* _Assignment_: Will you quote precisely the lines that run from the top of the material below to the line containing "fn bind(&mut self, name: &str, level: usize, binding: Binding)", both ends included?

* _Record extracts_:
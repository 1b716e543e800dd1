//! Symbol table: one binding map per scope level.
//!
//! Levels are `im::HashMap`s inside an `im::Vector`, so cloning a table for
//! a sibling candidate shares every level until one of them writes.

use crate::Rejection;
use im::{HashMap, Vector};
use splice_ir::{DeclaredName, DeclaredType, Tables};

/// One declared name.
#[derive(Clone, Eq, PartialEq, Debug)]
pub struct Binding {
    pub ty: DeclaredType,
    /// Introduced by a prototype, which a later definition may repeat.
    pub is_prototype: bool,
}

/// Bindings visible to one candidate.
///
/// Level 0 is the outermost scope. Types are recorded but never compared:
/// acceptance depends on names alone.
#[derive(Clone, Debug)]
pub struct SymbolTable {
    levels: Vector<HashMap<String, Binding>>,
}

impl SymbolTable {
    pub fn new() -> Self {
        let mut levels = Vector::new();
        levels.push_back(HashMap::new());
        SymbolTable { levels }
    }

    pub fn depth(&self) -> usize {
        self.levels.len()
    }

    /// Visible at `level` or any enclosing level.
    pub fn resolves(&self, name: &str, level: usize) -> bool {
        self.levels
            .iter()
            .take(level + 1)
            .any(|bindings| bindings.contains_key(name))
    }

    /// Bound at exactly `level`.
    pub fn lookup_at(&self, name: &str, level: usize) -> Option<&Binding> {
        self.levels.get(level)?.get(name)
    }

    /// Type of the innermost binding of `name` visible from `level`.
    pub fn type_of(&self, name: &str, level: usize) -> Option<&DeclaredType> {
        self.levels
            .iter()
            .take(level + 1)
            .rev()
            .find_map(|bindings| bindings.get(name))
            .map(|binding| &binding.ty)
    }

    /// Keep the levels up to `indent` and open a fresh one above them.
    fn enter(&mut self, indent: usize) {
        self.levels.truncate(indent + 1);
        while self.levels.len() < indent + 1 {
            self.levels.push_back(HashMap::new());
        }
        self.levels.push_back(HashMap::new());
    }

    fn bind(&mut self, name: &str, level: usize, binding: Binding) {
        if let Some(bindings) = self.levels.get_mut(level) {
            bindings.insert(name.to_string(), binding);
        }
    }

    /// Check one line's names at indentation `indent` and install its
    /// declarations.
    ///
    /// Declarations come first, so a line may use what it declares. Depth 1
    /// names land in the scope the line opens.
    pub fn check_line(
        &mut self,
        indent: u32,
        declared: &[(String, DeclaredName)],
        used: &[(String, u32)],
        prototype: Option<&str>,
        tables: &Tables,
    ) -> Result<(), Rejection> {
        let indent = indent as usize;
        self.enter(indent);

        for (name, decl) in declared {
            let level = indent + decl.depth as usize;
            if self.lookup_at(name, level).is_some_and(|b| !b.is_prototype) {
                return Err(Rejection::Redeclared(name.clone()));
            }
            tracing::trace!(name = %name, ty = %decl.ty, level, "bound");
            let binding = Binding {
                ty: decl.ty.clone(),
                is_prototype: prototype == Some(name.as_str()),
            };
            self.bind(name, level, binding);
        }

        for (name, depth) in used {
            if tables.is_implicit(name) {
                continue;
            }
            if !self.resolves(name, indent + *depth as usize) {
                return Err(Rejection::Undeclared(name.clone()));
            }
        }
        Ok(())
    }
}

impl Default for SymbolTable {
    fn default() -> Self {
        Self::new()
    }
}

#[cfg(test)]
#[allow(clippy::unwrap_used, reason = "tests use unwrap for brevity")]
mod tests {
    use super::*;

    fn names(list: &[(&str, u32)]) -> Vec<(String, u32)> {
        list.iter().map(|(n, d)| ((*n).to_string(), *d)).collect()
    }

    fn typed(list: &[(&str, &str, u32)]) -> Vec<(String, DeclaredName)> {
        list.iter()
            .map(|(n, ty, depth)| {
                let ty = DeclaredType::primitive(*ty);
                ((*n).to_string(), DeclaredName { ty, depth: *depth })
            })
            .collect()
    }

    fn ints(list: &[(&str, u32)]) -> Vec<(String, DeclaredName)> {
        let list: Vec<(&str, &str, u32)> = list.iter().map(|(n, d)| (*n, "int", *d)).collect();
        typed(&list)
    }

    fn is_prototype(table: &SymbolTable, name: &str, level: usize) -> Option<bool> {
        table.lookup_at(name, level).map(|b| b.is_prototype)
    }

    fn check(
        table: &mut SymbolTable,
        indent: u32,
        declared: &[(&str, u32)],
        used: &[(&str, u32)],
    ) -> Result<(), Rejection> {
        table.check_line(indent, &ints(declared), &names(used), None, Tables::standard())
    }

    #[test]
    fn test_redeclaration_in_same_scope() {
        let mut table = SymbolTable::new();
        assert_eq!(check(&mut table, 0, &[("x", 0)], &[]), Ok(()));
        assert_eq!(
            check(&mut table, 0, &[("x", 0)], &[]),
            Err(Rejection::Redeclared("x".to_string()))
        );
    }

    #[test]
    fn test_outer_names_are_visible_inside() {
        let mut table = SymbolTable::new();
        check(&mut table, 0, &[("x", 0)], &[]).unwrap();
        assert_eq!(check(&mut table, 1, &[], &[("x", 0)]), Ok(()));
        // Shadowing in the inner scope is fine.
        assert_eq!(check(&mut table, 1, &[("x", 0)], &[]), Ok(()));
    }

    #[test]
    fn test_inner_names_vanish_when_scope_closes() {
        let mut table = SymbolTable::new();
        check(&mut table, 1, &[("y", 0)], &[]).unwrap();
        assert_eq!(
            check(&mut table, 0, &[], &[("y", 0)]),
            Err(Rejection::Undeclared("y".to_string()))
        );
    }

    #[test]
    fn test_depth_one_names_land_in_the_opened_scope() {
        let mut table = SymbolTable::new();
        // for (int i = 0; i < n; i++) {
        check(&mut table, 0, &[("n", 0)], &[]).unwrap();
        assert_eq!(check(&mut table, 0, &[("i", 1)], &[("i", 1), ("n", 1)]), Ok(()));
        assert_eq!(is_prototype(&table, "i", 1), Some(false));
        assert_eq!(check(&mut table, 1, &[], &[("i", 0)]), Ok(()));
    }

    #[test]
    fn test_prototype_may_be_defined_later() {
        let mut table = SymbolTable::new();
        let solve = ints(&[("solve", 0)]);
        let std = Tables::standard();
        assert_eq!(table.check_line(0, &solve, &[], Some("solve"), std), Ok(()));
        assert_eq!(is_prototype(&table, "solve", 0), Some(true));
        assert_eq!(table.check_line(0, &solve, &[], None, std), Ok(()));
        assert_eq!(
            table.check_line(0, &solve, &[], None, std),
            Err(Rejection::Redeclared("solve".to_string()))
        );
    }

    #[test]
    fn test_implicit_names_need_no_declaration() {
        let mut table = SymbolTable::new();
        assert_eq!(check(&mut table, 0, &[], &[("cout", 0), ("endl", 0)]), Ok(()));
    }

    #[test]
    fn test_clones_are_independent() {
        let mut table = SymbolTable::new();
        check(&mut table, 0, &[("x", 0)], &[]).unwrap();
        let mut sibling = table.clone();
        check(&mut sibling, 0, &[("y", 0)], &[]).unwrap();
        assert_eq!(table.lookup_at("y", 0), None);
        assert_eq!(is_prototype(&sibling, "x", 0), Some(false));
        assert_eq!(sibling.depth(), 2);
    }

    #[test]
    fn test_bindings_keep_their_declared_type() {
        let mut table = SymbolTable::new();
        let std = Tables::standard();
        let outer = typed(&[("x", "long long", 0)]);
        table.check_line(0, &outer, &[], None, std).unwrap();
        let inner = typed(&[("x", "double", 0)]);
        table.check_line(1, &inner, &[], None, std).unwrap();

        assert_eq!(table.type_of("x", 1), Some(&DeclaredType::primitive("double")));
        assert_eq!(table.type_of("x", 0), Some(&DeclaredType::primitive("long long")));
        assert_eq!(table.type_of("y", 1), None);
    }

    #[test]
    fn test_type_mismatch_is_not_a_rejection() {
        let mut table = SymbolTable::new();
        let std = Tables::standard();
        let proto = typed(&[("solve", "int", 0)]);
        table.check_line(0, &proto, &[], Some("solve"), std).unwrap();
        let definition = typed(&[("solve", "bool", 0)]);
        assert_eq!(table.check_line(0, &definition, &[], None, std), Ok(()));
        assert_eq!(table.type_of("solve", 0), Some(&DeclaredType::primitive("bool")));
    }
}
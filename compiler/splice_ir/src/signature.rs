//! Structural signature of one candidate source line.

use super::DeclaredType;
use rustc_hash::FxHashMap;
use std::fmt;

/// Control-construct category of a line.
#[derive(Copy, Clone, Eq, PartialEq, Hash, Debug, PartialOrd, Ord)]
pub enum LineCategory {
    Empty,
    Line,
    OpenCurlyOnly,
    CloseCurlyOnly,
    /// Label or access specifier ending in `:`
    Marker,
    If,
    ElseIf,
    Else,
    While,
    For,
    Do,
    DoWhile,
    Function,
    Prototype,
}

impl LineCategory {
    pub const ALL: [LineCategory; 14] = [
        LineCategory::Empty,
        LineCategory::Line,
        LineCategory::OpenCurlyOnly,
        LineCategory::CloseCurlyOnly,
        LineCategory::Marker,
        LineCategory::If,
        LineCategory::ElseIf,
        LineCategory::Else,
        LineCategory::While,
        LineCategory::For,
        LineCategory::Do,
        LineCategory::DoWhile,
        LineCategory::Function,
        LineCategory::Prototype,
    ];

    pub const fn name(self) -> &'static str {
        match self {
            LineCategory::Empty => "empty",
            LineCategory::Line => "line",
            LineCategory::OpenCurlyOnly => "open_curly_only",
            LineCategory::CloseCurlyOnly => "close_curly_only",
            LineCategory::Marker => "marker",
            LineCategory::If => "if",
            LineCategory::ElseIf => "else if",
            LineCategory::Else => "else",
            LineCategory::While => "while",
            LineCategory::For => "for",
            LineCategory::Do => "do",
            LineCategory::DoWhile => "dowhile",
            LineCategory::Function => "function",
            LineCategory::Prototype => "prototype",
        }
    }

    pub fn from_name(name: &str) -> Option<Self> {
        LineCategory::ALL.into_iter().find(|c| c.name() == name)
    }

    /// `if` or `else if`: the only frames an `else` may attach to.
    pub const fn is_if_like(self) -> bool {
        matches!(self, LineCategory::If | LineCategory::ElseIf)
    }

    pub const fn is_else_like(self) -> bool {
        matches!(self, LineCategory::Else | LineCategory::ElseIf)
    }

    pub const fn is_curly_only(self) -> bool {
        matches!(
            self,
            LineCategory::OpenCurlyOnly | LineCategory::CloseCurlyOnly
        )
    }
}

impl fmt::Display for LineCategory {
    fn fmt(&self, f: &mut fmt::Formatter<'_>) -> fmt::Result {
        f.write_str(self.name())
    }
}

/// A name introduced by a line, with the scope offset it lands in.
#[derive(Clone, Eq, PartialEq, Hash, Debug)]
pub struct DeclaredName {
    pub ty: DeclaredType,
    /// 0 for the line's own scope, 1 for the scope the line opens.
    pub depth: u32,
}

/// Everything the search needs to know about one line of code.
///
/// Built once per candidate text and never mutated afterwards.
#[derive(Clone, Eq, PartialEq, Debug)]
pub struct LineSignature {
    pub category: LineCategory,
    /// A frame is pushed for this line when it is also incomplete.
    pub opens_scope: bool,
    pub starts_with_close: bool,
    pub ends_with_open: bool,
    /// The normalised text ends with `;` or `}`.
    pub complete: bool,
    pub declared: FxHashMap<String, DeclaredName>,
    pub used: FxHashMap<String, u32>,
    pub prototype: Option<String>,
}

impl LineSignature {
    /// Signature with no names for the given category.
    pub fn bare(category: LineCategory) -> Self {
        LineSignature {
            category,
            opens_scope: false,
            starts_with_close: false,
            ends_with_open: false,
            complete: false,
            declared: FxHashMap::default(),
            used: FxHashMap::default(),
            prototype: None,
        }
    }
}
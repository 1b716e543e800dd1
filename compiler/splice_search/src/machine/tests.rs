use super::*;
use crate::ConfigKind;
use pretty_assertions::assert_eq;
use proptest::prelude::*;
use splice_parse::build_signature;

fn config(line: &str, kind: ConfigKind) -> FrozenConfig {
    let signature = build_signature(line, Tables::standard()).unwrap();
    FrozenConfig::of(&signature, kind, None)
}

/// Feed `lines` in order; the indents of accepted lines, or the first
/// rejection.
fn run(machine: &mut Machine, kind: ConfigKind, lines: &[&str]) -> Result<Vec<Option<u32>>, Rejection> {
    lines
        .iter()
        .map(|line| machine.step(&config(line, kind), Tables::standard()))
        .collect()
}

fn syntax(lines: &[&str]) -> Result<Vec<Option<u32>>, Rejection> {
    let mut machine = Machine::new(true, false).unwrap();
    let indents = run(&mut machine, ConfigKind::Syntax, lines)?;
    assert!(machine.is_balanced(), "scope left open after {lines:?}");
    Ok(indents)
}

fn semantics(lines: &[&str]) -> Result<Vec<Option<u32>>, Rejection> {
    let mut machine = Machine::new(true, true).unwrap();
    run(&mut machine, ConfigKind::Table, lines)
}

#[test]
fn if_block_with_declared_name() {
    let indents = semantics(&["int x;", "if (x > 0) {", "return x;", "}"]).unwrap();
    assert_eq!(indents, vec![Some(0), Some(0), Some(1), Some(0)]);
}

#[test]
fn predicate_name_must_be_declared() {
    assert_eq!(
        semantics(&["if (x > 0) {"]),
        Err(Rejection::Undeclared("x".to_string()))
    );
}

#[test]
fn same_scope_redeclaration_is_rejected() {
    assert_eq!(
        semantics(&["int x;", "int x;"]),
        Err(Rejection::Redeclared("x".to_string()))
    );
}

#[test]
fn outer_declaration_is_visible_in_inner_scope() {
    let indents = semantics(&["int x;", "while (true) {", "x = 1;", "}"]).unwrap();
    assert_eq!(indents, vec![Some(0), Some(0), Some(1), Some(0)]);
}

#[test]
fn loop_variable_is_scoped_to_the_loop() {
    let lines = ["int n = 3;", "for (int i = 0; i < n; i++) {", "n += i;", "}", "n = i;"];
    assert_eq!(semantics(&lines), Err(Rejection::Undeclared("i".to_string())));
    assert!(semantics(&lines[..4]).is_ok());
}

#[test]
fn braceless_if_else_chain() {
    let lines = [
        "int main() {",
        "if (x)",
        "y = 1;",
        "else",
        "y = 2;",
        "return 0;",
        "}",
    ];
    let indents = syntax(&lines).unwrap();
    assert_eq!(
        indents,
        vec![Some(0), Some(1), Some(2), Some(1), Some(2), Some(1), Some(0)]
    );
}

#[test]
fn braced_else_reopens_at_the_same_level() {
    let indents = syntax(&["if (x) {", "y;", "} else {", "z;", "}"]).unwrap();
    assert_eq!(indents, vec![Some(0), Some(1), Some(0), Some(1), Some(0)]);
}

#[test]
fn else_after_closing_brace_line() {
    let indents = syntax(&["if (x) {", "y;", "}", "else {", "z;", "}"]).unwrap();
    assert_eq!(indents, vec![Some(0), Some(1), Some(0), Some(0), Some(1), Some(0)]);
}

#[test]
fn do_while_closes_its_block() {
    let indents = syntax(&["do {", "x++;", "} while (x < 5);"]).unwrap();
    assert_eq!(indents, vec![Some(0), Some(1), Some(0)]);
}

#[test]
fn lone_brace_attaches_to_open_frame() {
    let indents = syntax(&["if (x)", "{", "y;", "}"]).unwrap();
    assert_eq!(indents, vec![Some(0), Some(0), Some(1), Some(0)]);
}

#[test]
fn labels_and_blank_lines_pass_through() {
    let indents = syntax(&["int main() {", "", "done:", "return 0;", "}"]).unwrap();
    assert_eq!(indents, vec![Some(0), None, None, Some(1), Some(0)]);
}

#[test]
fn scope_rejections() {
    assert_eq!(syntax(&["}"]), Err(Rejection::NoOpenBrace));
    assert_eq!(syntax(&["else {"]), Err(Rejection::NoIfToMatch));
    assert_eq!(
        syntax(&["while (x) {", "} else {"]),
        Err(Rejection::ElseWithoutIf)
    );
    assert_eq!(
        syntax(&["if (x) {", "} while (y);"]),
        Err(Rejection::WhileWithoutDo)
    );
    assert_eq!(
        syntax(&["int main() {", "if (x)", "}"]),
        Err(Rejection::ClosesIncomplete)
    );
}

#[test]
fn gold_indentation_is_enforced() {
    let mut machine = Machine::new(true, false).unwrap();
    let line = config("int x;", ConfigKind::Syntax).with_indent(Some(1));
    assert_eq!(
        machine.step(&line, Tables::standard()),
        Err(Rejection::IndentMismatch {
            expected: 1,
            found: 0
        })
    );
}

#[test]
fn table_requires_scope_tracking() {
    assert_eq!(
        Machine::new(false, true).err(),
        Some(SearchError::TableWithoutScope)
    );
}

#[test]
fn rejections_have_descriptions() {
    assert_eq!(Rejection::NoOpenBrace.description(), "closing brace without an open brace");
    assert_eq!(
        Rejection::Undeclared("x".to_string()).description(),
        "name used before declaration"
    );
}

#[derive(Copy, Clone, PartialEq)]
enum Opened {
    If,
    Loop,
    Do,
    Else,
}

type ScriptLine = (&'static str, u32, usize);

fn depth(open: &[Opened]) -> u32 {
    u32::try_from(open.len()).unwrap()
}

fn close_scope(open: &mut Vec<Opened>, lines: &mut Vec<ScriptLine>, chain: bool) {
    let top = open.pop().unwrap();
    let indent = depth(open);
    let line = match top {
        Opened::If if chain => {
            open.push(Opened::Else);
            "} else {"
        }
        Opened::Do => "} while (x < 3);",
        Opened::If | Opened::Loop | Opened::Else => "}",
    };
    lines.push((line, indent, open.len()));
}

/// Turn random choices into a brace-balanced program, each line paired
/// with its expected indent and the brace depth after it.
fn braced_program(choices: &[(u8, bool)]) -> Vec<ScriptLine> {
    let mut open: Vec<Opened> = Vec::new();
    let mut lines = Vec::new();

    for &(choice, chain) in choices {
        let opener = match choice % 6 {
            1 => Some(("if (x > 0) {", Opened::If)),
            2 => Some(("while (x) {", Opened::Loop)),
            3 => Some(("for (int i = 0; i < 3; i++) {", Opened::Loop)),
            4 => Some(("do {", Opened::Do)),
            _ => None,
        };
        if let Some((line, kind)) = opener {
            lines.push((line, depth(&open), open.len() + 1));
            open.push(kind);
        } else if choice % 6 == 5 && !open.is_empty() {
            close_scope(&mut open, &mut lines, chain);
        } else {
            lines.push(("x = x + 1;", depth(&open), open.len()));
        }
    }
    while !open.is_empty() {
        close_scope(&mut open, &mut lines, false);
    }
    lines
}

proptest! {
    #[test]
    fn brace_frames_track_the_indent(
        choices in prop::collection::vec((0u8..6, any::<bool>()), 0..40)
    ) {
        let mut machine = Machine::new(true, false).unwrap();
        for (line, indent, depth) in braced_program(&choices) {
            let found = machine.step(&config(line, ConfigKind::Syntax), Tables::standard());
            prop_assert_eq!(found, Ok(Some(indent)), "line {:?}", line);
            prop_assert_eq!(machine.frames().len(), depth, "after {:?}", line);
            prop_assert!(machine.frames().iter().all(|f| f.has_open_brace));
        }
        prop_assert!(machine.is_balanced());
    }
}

* _Response to the task_:
repository 1b716e543e800dd1
//! Symbol table: one binding map per scope level.
//!
//! Levels are `im::HashMap`s inside an `im::Vector`, so cloning a table for
//! a sibling candidate shares every level until one of them writes.

use crate::Rejection;
use im::{HashMap, Vector};
use splice_ir::{DeclaredName, DeclaredType, Tables};

/// One declared name.
#[derive(Clone, Eq, PartialEq, Debug)]
pub struct Binding {
    pub ty: DeclaredType,
    /// Introduced by a prototype, which a later definition may repeat.
    pub is_prototype: bool,
}

/// Bindings visible to one candidate.
///
/// Level 0 is the outermost scope. Types are recorded but never compared:
/// acceptance depends on names alone.
#[derive(Clone, Debug)]
pub struct SymbolTable {
    levels: Vector<HashMap<String, Binding>>,
}

impl SymbolTable {
    pub fn new() -> Self {
        let mut levels = Vector::new();
        levels.push_back(HashMap::new());
        SymbolTable { levels }
    }

    pub fn depth(&self) -> usize {
        self.levels.len()
    }

    /// Visible at `level` or any enclosing level.
    pub fn resolves(&self, name: &str, level: usize) -> bool {
        self.levels
            .iter()
            .take(level + 1)
            .any(|bindings| bindings.contains_key(name))
    }

    /// Bound at exactly `level`.
    pub fn lookup_at(&self, name: &str, level: usize) -> Option<&Binding> {
        self.levels.get(level)?.get(name)
    }

    /// Type of the innermost binding of `name` visible from `level`.
    pub fn type_of(&self, name: &str, level: usize) -> Option<&DeclaredType> {
        self.levels
            .iter()
            .take(level + 1)
            .rev()
            .find_map(|bindings| bindings.get(name))
            .map(|binding| &binding.ty)
    }

    /// Keep the levels up to `indent` and open a fresh one above them.
    fn enter(&mut self, indent: usize) {
        self.levels.truncate(indent + 1);
        while self.levels.len() < indent + 1 {
            self.levels.push_back(HashMap::new());
        }
        self.levels.push_back(HashMap::new());
    }

    fn bind(&mut self, name: &str, level: usize, binding: Binding) {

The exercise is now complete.